[Data shown]:

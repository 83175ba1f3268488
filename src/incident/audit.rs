//! Repair Audit Log
//!
//! Append-only ledger of every lifecycle decision: incident starts,
//! skips, patch outcomes, rollbacks, promotions. One JSON object per
//! line; appends are serialized so concurrent repairs never interleave
//! partial lines.

use std::fs::{self, OpenOptions};
use std::io::Write;
use std::path::PathBuf;
use std::sync::Mutex;

use anyhow::{Context, Result};
use chrono::Utc;
use serde_json::Value;

pub struct AuditLog {
    path: PathBuf,
    write_lock: Mutex<()>,
}

impl AuditLog {
    pub fn new(path: PathBuf) -> Self {
        AuditLog {
            path,
            write_lock: Mutex::new(()),
        }
    }

    pub fn path(&self) -> &PathBuf {
        &self.path
    }

    /// Append one event. `fields` must be a JSON object (or null for
    /// none); the action and timestamp are filled in here.
    pub fn append(&self, action: &str, fields: Value) -> Result<()> {
        let mut entry = serde_json::Map::new();
        entry.insert("action".to_string(), Value::String(action.to_string()));
        if let Value::Object(map) = fields {
            for (key, value) in map {
                entry.insert(key, value);
            }
        }
        entry.insert(
            "timestamp".to_string(),
            Value::String(Utc::now().to_rfc3339()),
        );

        let line = serde_json::to_string(&Value::Object(entry))
            .context("Failed to serialize audit event")?;

        let _guard = self.write_lock.lock().unwrap();
        let mut file = OpenOptions::new()
            .create(true)
            .append(true)
            .open(&self.path)
            .with_context(|| format!("Failed to open audit log: {}", self.path.display()))?;
        writeln!(file, "{}", line).context("Failed to append audit event")?;

        Ok(())
    }

    /// The most recent `limit` events, newest first. A missing log is
    /// an empty history, not an error.
    pub fn recent(&self, limit: usize) -> Vec<Value> {
        let contents = match fs::read_to_string(&self.path) {
            Ok(c) => c,
            Err(_) => return Vec::new(),
        };

        let mut events: Vec<Value> = contents
            .lines()
            .filter_map(|line| serde_json::from_str(line).ok())
            .collect();
        events.reverse();
        events.truncate(limit);
        events
    }

    /// Generate a human-readable report summarising recent activity.
    pub fn render_report(&self) -> String {
        let events = self.recent(50);

        if events.is_empty() {
            return "No audit events recorded.".to_string();
        }

        let mut report = String::from("=== Repair Audit Report ===\n\n");
        report.push_str(&format!("Total events shown: {}\n\n", events.len()));

        // Counts by action.
        let mut action_counts: std::collections::HashMap<String, u32> =
            std::collections::HashMap::new();
        for event in &events {
            let action = event
                .get("action")
                .and_then(|a| a.as_str())
                .unwrap_or("unknown")
                .to_string();
            *action_counts.entry(action).or_insert(0) += 1;
        }

        report.push_str("Breakdown by action:\n");
        for (action, count) in &action_counts {
            report.push_str(&format!("  {}: {}\n", action, count));
        }
        report.push('\n');

        // Individual events (most recent first).
        report.push_str("Recent events:\n");
        for event in &events {
            let timestamp = event
                .get("timestamp")
                .and_then(|t| t.as_str())
                .unwrap_or("-");
            let action = event
                .get("action")
                .and_then(|a| a.as_str())
                .unwrap_or("unknown");
            report.push_str(&format!("  [{}] {}\n", timestamp, action));
            if let Some(module) = event.get("module").and_then(|m| m.as_str()) {
                report.push_str(&format!("    module: {}\n", module));
            }
            if let Some(reason) = event.get("reason").and_then(|r| r.as_str()) {
                report.push_str(&format!("    reason: {}\n", reason));
            }
        }

        report
    }
}

#[cfg(test)]
mod tests {
    use super::*;
    use serde_json::json;

    #[test]
    fn test_append_and_recent() {
        let dir = tempfile::tempdir().unwrap();
        let log = AuditLog::new(dir.path().join("audit.log"));

        log.append("incident_start", json!({"module": "a.py"})).unwrap();
        log.append("incident_skip", json!({"reason": "low_severity"}))
            .unwrap();

        let events = log.recent(10);
        assert_eq!(events.len(), 2);
        // Newest first
        assert_eq!(events[0]["action"], "incident_skip");
        assert_eq!(events[1]["action"], "incident_start");
        assert_eq!(events[1]["module"], "a.py");
        assert!(events[0]["timestamp"].is_string());
    }

    #[test]
    fn test_recent_respects_limit() {
        let dir = tempfile::tempdir().unwrap();
        let log = AuditLog::new(dir.path().join("audit.log"));

        for i in 0..5 {
            log.append("repair_success", json!({"incident": format!("INC-{}", i)}))
                .unwrap();
        }

        let events = log.recent(3);
        assert_eq!(events.len(), 3);
        assert_eq!(events[0]["incident"], "INC-4");
    }

    #[test]
    fn test_missing_log_reads_empty() {
        let dir = tempfile::tempdir().unwrap();
        let log = AuditLog::new(dir.path().join("absent.log"));
        assert!(log.recent(10).is_empty());
        assert_eq!(log.render_report(), "No audit events recorded.");
    }

    #[test]
    fn test_report_mentions_actions() {
        let dir = tempfile::tempdir().unwrap();
        let log = AuditLog::new(dir.path().join("audit.log"));
        log.append("rollback", json!({"module": "b.py", "reason": "test_failed"}))
            .unwrap();

        let report = log.render_report();
        assert!(report.contains("rollback"));
        assert!(report.contains("module: b.py"));
    }
}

[Exercise]: Determine how many of the lines above hold the word "format", and output that number by itself.

[Result below]: 7